Between an endless list of obligations, Kerry finds herself wandering aimlessly through her home some days, flicking through Chris's belongings, lingering on his pictures, dwelling on his notes.

"Chris kept everything," she says. "I found this scrap of paper where he'd written something on his 19th birthday. He was on his own and he was surfing, camping up near Agnes Water [north of Bundaberg]. He'd been up there a few days and he was lamenting about life."

He wrote: "I wonder what my purpose in life is? Wish I knew." Then, at the end of the day, he wrote: "Well, a pretty uneventful day on this planet. Oh well, this times three and I'm out of here anyway."

"Who writes something like that on their 19th birthday?" Kerry wonders. "He was three years shy of that statement."

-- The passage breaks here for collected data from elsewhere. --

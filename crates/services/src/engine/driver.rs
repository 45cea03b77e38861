//! Session driver: runs the pure state machine against the evaluator,
//! the session cache, and the results store.
//!
//! In-flight progress is cached one field at a time as JSON, so a session
//! interrupted at any point can be resumed from whatever made it to disk.

use std::collections::BTreeMap;
use std::fmt;
use std::sync::Arc;

use serde::Serialize;
use serde::de::DeserializeOwned;

use rehearse_core::model::{
    Answer, InterviewMeta, SessionError, SessionId, SessionRecord, SessionState, UserId,
};
use rehearse_core::{Clock, extract_score};
use storage::repository::{CacheField, ResultsStore, SessionCache, StorageError};

use super::state::{Effect, EngineEvent, EngineState, step};
use crate::error::EngineError;
use crate::evaluator::Evaluator;

/// Collaborators a session engine runs against.
#[derive(Clone)]
pub struct EngineDeps {
    pub evaluator: Arc<dyn Evaluator>,
    pub cache: Arc<dyn SessionCache>,
    pub store: Arc<dyn ResultsStore>,
    pub clock: Clock,
}

impl EngineDeps {
    #[must_use]
    pub fn new(
        evaluator: Arc<dyn Evaluator>,
        cache: Arc<dyn SessionCache>,
        store: Arc<dyn ResultsStore>,
        clock: Clock,
    ) -> Self {
        Self {
            evaluator,
            cache,
            store,
            clock,
        }
    }
}

/// What the caller learns from one answer submission.
#[derive(Debug, Clone, PartialEq, Eq)]
pub struct SubmitOutcome {
    /// Index of the question this outcome belongs to.
    pub index: usize,
    /// Evaluator feedback, or the fallback text when evaluation failed.
    pub feedback: String,
    /// Extracted score. `None` for skipped questions and failed
    /// evaluations; feedback without a score line yields `Some(0)`.
    pub score: Option<u8>,
    /// Whether this submission completed and persisted the session.
    pub is_complete: bool,
    /// Set once the session has been persisted.
    pub session_id: Option<SessionId>,
}

/// Aggregated progress view for displays.
#[derive(Debug, Clone, PartialEq, Eq)]
pub struct SessionProgress {
    pub total: usize,
    pub answered: usize,
    pub remaining: usize,
    pub is_complete: bool,
}

/// Drives one interview session from the first question to the persisted
/// record.
///
/// All session plumbing lives here; the legal transitions themselves are
/// decided by [`step`](super::state::step). Cache writes are best effort:
/// a failed write is logged and the session carries on, since the cache
/// only exists to survive restarts.
pub struct SessionEngine {
    state: EngineState,
    session: SessionState,
    user: UserId,
    meta: InterviewMeta,
    session_id: Option<SessionId>,
    deps: EngineDeps,
}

Kerry then found another scrap of paper on Chris's desk. It was dated May 2012. He had scribbled some notes about a troubling dream he'd woken from. "I'm under a utility building," he wrote. "It falls. I am crushed. I will not get out."

Kerry doesn't dwell on these things. At the table on her back deck, she simply raises her eyebrows and shrugs her shoulders. She offers one of those half-smiles to the universe. Just stop, all right. That's enough now.